La propuesta de la Bienal de 2010 estuvo basada en la idea de que es imposible separar el arte de la política. Los curadores afirmaron tener plena consciencia de que la temática no es novedad en ninguna parte, pero el principal interés ha sido recuperar el aspecto de la experimentación como factor político, contemplando no solo proposiciones activistas y conceptuales sino que también obras de notable tangibilidad y materialidad poética.

El arte, a través de sus propios medios, es capaz de bloquear las coordenadas sensoriales a través de las que entendemos y habitamos el mundo, introduciendo temas y respuestas que no cabían previamente, modificándolos y ampliándolos. (DOS ANJOS y FARIAS)

En este sentido, el título permitió visualizar las intenciones de la Bienal en  reafirmar la dimensión utópica del arte.

Es en el “vaso de agua” – o en este casi infinito en el que los artistas insisten en producir sus obras – donde de hecho surge la fuerza para seguir, pese a todo.” Siguiendo al autor del poema Jorge de Lima, se halla la fuerza de seguir navegando incluso sin barcos/ incluso sin olas ni arena. (DOS ANJOS y FARIAS)

3. Contribuciones de Theodor W. Adorno a la reflexión sobre Arte y Política proyectada al contexto de las Bienales de Arte.

La  29ª Bienal de Sao Paulo de 2010, en su tarea de entrelazar Política y Arte, buscó, según los curadores Moacir dos Anjos y Agnaldo Farias: el entendimiento de lo que es contemporáneo a través de obras que nos hacen entender mejor la complejidad del mundo.

Nos interesa el arte que nos haga ver el mundo de forma diferente. Tomar partido explícitamente no es nuestra misión. (DOS ANJOS y FARIAS)

Para Theodor W. Adorno, la teoría del arte moderno aloja luz en el pasado y nos orienta en una reflexión estética sobre el significado de lo bello natural y del arte clásico, antes de contemplar las transformaciones del arte moderno y los shocks causados por las vanguardias históricas que han trabajado de forma inmanente la relación vida, política y arte. No obstante, veremos que sus núcleos teóricos alojan asimismo, luz al actual contexto artístico, haciéndose imprescindible en los debates y reflexiones sobre los potenciales y enfrentamientos del arte contemporáneo. Por eso dislocamos las vigentes afirmaciones de Theodor W. Adorno sobre el arte moderno para el llamado arte contemporáneo.

Theodor Ludwig Wiesengrund Adorno

En sus desarrollos teóricos, Adorno parte de la sustancia interna y particular de la obra hacia el mundo.
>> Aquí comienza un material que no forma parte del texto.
//! Jittered exponential backoff, used by the Socket Manager to schedule
//! reconnection attempts.
//!
//! A reusable, mutable-state delay generator with an explicit attempt
//! counter, rather than a calculation inlined directly on the Manager.

use std::time::Duration;

use sio_core::error::{SioError, SioResult};

/// Exponential-with-jitter delay generator.
///
/// `duration()` returns `clamp(min * factor^attempts +/- jitter*rand*base,
/// min, max)` and increments the internal attempt counter. `reset()`
/// zeros it. Consecutive calls (without `reset`) are non-decreasing up
/// to `max`; after `reset()` the next call returns `min` again.
#[derive(Debug, Clone)]
pub struct Backoff {
    attempts: u32,
    min: Duration,
    max: Duration,
    factor: u32,
    jitter: f64,
}

impl Default for Backoff {
    fn default() -> Self {
        Self {
            attempts: 0,
            min: Duration::from_millis(100),
            max: Duration::from_secs(10),
            factor: 2,
            jitter: 0.0,
        }
    }
}

impl Backoff {
    /// Construct with explicit min/max/factor; jitter starts at 0.
    ///
    /// `max` below `min` is coerced up to `min`
    pub fn new(min: Duration, max: Duration, factor: u32) -> Self {
        let max = if max < min { min } else { max };
        Self {
            attempts: 0,
            min,
            max,
            factor: factor.max(1),
            jitter: 0.0,
        }
    }

    /// Current attempt count (number of `duration()` calls since the
    /// last `reset()`).
    pub fn attempts(&self) -> u32 {
        self.attempts
    }

    /// Set the minimum delay. If this pushes `min` above the current
    /// `max`, `max` is coerced up to match.
    pub fn set_min(&mut self, min: Duration) {
        self.min = min;
        if self.max < self.min {
            self.max = self.min;
        }
    }

    /// Set the maximum delay. A value below the current `min` is
    /// coerced up to `min` rather than rejected.
    pub fn set_max(&mut self, max: Duration) {
        self.max = if max < self.min { self.min } else { max };
    }

    /// Set the jitter factor. Must lie in `[0.0, 1.0)`.
    pub fn set_jitter(&mut self, jitter: f64) -> SioResult<()> {
        if !(0.0..1.0).contains(&jitter) {
            return Err(SioError::InvalidArgument(format!(
                "jitter must be in [0.0, 1.0), got {jitter}"
            )));
        }
        self.jitter = jitter;
        Ok(())
    }

    /// Compute the next delay and advance the attempt counter.
    pub fn duration(&mut self) -> Duration {
        let base_ms = self.min.as_millis() as f64 * (self.factor as f64).powi(self.attempts as i32);

        let ms = if self.jitter > 0.0 {
            let magnitude: f64 = rand::random::<f64>() * self.jitter * base_ms;
            if rand::random::<bool>() {
                base_ms + magnitude
            } else {
                base_ms - magnitude
            }
        } else {
            base_ms
        };

        let min_ms = self.min.as_millis() as f64;
        let max_ms = self.max.as_millis() as f64;
        let clamped = ms.clamp(min_ms, max_ms);

        self.attempts += 1;
        Duration::from_millis(clamped.round() as u64)
    }

    /// Zero the attempt counter; the next `duration()` call resumes
    /// from `min`.
    pub fn reset(&mut self) {
        self.attempts = 0;
    }
}

#[cfg(test)]
mod tests {
    use super::*;

    #[test]
    fn duration_without_jitter_follows_exponential_schedule() {
        let mut b = Backoff::new(Duration::from_millis(100), Duration::from_millis(10_000), 2);
        assert_eq!(b.duration(), Duration::from_millis(100));
        assert_eq!(b.duration(), Duration::from_millis(200));
        assert_eq!(b.duration(), Duration::from_millis(400));
        assert_eq!(b.duration(), Duration::from_millis(800));
    }

    #[test]
    fn duration_caps_at_max() {
        let mut b = Backoff::new(Duration::from_millis(100), Duration::from_millis(300), 2);
        b.duration(); // 100
        b.duration(); // 200
        let third = b.duration(); // would be 400, capped to 300
        assert_eq!(third, Duration::from_millis(300));
        let fourth = b.duration();
        assert_eq!(fourth, Duration::from_millis(300));
    }

    #[test]
    fn reset_resumes_from_min() {
        let mut b = Backoff::new(Duration::from_millis(50), Duration::from_secs(5), 2);
        b.duration();
        b.duration();
        assert!(b.attempts() >= 2);
        b.reset();
        assert_eq!(b.attempts(), 0);
        assert_eq!(b.duration(), Duration::from_millis(50));
    }

    #[test]
    fn duration_stays_within_bounds_with_jitter() {
        let mut b = Backoff::new(Duration::from_millis(100), Duration::from_millis(1_000), 2);
        b.set_jitter(0.5).unwrap();
        for _ in 0..20 {
            let d = b.duration();
            assert!(d >= Duration::from_millis(100));
            assert!(d <= Duration::from_millis(1_000));
        }
    }

    #[test]
    fn set_jitter_rejects_out_of_range() {
        let mut b = Backoff::default();
        assert!(b.set_jitter(1.0).is_err());
        assert!(b.set_jitter(-0.1).is_err());
        assert!(b.set_jitter(0.0).is_ok());
        assert!(b.set_jitter(0.999).is_ok());
    }

    #[test]
    fn set_max_below_min_is_coerced_up() {
        let mut b = Backoff::new(Duration::from_millis(500), Duration::from_secs(5), 2);
        b.set_max(Duration::from_millis(100));
        assert_eq!(b.duration(), Duration::from_millis(500));
    }

    #[test]
    fn constructing_with_max_below_min_coerces_at_construction() {
        let mut b = Backoff::new(Duration::from_millis(500), Duration::from_millis(10), 2);
        assert_eq!(b.duration(), Duration::from_millis(500));
    }
}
Trayecto que también recogemos en el presente análisis, cruzando diagonalmente los dominios de la creación, institución y la sociedad, proyectándose de modo universal. El carácter único de la construcción de la obra y su falta de determinación social inmediata parecen ser una radicalización de la estructura funcional a que todas las personas están sometidas en el sistema capitalista.

Monumento conmemorativo del centenario del nacimiento del filósofo frankfurtiano, inaugurado en Octubre de 2003 en la Theodor W. Adorno-Platz.

Adorno afirma que una obra de arte no exprime algo específico y no sirve de vehículo para comunicar un mensaje. Una fundamentación de la experiencia estética basada en la recepción, en el gusto y goce estético es hoy imposible, afirma Adorno (en Disonancias), simplemente porque la existencia de un sujeto estético independiente y formado para tal fin se ha vuelto problemática.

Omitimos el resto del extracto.